The railroad was destroyed when a Category 5 hurricane crossed the Upper Keys on Labor Day 1935. Hemingway was in the Keys at the time and went to Islamorada immediately afterwards to help in rescue and clean-up efforts. He was outraged at the deaths of hundreds of World War I veterans who were working on a New Deal highway program in Islamorada -- a rescue train was sent too late -- and wrote about the event in a piece for The New Masses.

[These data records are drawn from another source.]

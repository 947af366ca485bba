//! The toggle controller: launch the program once, then show/hide its windows.

use crate::process::{LaunchError, LaunchSpec, Pid, ProcessHost, empty_stdio};
use crate::visibility::{ToggleAction, toggle};
use crate::window_locator::{WindowSystem, windows_owned_by};
use serde::{Deserialize, Serialize};
use tracing::{debug, error, info, warn};

/// Externally observable controller state
#[derive(Debug, Clone, Copy, PartialEq, Eq, Serialize, Deserialize)]
#[serde(rename_all = "snake_case")]
pub enum ControllerState {
    /// Nothing tracked, or the last launch failed
    Idle,
    /// A process was launched and was alive at the last activation
    Tracked { pid: Pid },
}

/// Outcome of one successful activation
#[derive(Debug, Clone, Copy, PartialEq, Eq, Serialize, Deserialize)]
pub struct ActivationReport {
    pub pid: Pid,
    pub launched: bool,
    pub action: ToggleAction,
}

pub struct ToggleController<P: ProcessHost, W: WindowSystem> {
    spec: LaunchSpec,
    processes: P,
    windows: W,
    tracked: Option<Pid>,
}

impl<P: ProcessHost, W: WindowSystem> ToggleController<P, W> {
    pub fn new(spec: LaunchSpec, processes: P, windows: W) -> Self {
        ToggleController {
            spec,
            processes,
            windows,
            tracked: None,
        }
    }

    pub fn state(&self) -> ControllerState {
        match self.tracked {
            Some(pid) => ControllerState::Tracked { pid },
            None => ControllerState::Idle,
        }
    }

    pub fn spec(&self) -> &LaunchSpec {
        &self.spec
    }

    /// Handle one hotkey press.
    ///
    /// Launches the program when nothing alive is tracked, then toggles the
    /// windows of the tracked process. A launch failure leaves the controller
    /// idle; the next activation tries again.
    pub fn activate(&mut self) -> Result<ActivationReport, LaunchError> {
        let (pid, launched) = match self.alive_tracked() {
            Some(pid) => (pid, false),
            None => (self.launch()?, true),
        };

        // Right after a launch the window usually does not exist yet
        let windows = windows_owned_by(&mut self.windows, pid);
        let action = toggle(&mut self.windows, &windows);

        debug!("Activation done: pid={} launched={} action={:?}", pid, launched, action);
        Ok(ActivationReport {
            pid,
            launched,
            action,
        })
    }

    fn alive_tracked(&mut self) -> Option<Pid> {
        let pid = self.tracked?;
        if self.processes.is_gone(pid) {
            info!("Tracked process {} is gone", pid);
            None
        } else {
            Some(pid)
        }
    }

    fn launch(&mut self) -> Result<Pid, LaunchError> {
        info!(
            "Launching '{}' in {}",
            self.spec.command_line(),
            self.spec.working_directory().display()
        );

        match self.processes.launch(&self.spec, empty_stdio()) {
            Ok(pid) => {
                info!("Launched process {}", pid);
                self.tracked = Some(pid);
                Ok(pid)
            }
            Err(e) => {
                if e.is_user_error() {
                    warn!("Launch refused [{}]: {}", e.error_code(), e);
                } else {
                    let cause = std::error::Error::source(&e)
                        .map(ToString::to_string)
                        .unwrap_or_default();
                    error!("Launch failed [{}]: {}: {}", e.error_code(), e, cause);
                }
                self.tracked = None;
                Err(e)
            }
        }
    }
}

#[cfg(test)]
mod tests {
    use super::*;
    use crate::process::{StdioHandle, check_launch_request};
    use crate::window_locator::tests::FakeWindows;
    use std::collections::{HashSet, VecDeque};

    /// Fake process table: pids handed out in order, liveness under test control.
    #[derive(Default)]
    struct FakeProcesses {
        next_pids: VecDeque<Pid>,
        gone: HashSet<Pid>,
        launches: usize,
        liveness_checks: Vec<Pid>,
        fail_spawn: bool,
    }

    impl FakeProcesses {
        fn handing_out(pids: &[Pid]) -> Self {
            FakeProcesses {
                next_pids: pids.iter().copied().collect(),
                ..FakeProcesses::default()
            }
        }
    }

    impl ProcessHost for FakeProcesses {
        fn is_gone(&mut self, pid: Pid) -> bool {
            self.liveness_checks.push(pid);
            self.gone.contains(&pid)
        }

        fn launch(
            &mut self,
            spec: &LaunchSpec,
            stdio: Vec<Option<StdioHandle>>,
        ) -> Result<Pid, LaunchError> {
            check_launch_request(spec, &stdio)?;
            self.launches += 1;
            if self.fail_spawn {
                return Err(LaunchError::Spawn {
                    command_line: spec.command_line().to_string(),
                    source: std::io::Error::from(std::io::ErrorKind::NotFound),
                });
            }
            Ok(self.next_pids.pop_front().expect("test ran out of pids"))
        }
    }

    fn controller(
        processes: FakeProcesses,
        windows: FakeWindows,
    ) -> ToggleController<FakeProcesses, FakeWindows> {
        ToggleController::new(LaunchSpec::new("cmd.exe", "/home/user"), processes, windows)
    }

    #[test]
    fn test_first_activation_launches_without_windows() {
        let mut ctl = controller(FakeProcesses::handing_out(&[4242]), FakeWindows::default());
        assert_eq!(ctl.state(), ControllerState::Idle);

        let report = ctl.activate().unwrap();

        assert_eq!(
            report,
            ActivationReport {
                pid: 4242,
                launched: true,
                action: ToggleAction::NoWindows,
            }
        );
        assert_eq!(ctl.state(), ControllerState::Tracked { pid: 4242 });
        assert!(ctl.processes.liveness_checks.is_empty());
    }

    #[test]
    fn test_relaunches_when_tracked_process_is_gone() {
        let mut ctl = controller(
            FakeProcesses::handing_out(&[4242, 5150]),
            FakeWindows::default(),
        );
        ctl.activate().unwrap();

        ctl.processes.gone.insert(4242);
        let report = ctl.activate().unwrap();

        assert!(report.launched);
        assert_eq!(report.pid, 5150);
        assert_eq!(ctl.processes.launches, 2);
        assert_eq!(ctl.processes.liveness_checks, vec![4242]);
        assert_eq!(ctl.state(), ControllerState::Tracked { pid: 5150 });
    }

    #[test]
    fn test_alive_process_with_visible_window_is_hidden() {
        let windows = FakeWindows::default()
            .with_window(1, 4242, true)
            .with_window(2, 999, true);
        let mut ctl = controller(FakeProcesses::handing_out(&[4242]), windows);
        ctl.tracked = Some(4242);

        let report = ctl.activate().unwrap();

        assert!(!report.launched);
        assert_eq!(report.action, ToggleAction::Hidden(1));
        assert_eq!(ctl.windows.calls, vec!["minimize:1", "hide:1"]);
        assert_eq!(ctl.processes.launches, 0);
        assert_eq!(ctl.processes.liveness_checks, vec![4242]);
    }

    #[test]
    fn test_alive_process_with_hidden_window_is_shown() {
        let windows = FakeWindows::default().with_window(7, 4242, false);
        let mut ctl = controller(FakeProcesses::handing_out(&[4242]), windows);
        ctl.tracked = Some(4242);

        let report = ctl.activate().unwrap();

        assert!(!report.launched);
        assert_eq!(report.action, ToggleAction::Shown(1));
        assert_eq!(ctl.windows.calls, vec!["show:7", "restore:7"]);
        assert_eq!(ctl.processes.launches, 0);
    }

    #[test]
    fn test_empty_command_line_fails_and_stays_idle() {
        let mut ctl = ToggleController::new(
            LaunchSpec::new("", "/home/user"),
            FakeProcesses::handing_out(&[4242]),
            FakeWindows::default(),
        );

        let err = ctl.activate().unwrap_err();

        assert!(matches!(err, LaunchError::MissingCommandLine));
        assert_eq!(ctl.state(), ControllerState::Idle);
        assert_eq!(ctl.processes.launches, 0);
    }

    #[test]
    fn test_launch_failure_clears_tracked_and_does_not_toggle() {
        let windows = FakeWindows::default().with_window(1, 4242, true);
        let mut ctl = controller(FakeProcesses::handing_out(&[4242]), windows);
        ctl.activate().unwrap();
        ctl.windows.calls.clear();

        ctl.processes.gone.insert(4242);
        ctl.processes.fail_spawn = true;
        assert!(ctl.activate().is_err());

        assert_eq!(ctl.state(), ControllerState::Idle);
        assert!(ctl.windows.calls.is_empty());

        // The next press tries again without consulting the old pid
        ctl.processes.fail_spawn = false;
        ctl.processes.next_pids.push_back(6000);
        let report = ctl.activate().unwrap();
        assert_eq!(report.pid, 6000);
        assert_eq!(ctl.processes.liveness_checks, vec![4242]);
    }

    #[test]
    fn test_repeated_activations_never_relaunch_alive_process() {
        let windows = FakeWindows::default().with_window(1, 4242, false);
        let mut ctl = controller(FakeProcesses::handing_out(&[4242]), windows);

        let mut actions = Vec::new();
        for _ in 0..6 {
            actions.push(ctl.activate().unwrap().action);
        }

        assert_eq!(ctl.processes.launches, 1);
        assert_eq!(
            actions,
            vec![
                ToggleAction::Shown(1),
                ToggleAction::Hidden(1),
                ToggleAction::Shown(1),
                ToggleAction::Hidden(1),
                ToggleAction::Shown(1),
                ToggleAction::Hidden(1),
            ]
        );
    }

    #[test]
    fn test_activation_report_serialization() {
        let report = ActivationReport {
            pid: 4242,
            launched: true,
            action: ToggleAction::Hidden(2),
        };
        let json = serde_json::to_string(&report).unwrap();
        assert!(json.contains("4242"));
        assert!(json.contains("hidden"));

        let state = serde_json::to_string(&ControllerState::Idle).unwrap();
        assert_eq!(state, "\"idle\"");
    }
}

Thursday, February 4, 2010

More details!

Copies of "To Have and Have Not" -- in regular and large print -- are now available at the Key West Library if you want to start reading. And we have a brochure with a handy calendar of events -- all taking place in the first two weeks of March -- including a showing of the movie version (yes we know it barely resembles the book but it's got Bogart and Bacall and a script by William Faulkner). We'll also be showing the documentary Soul of a People about the Works Progress Administration, which was very active in Key West in the 1930s. The Book Bites Reading Group will hold a special session at the Florida Keys Community College Library. Historian Tom Hambright will talk about the WPA in Key West. And it will all wrap up with a long-overdue honor: the Ernest Hemingway Home & Museum will become a Literary Landmark on Sunday, March 14. Stay tuned here for more details or stop by the library. You can also call us at 305-292-3595.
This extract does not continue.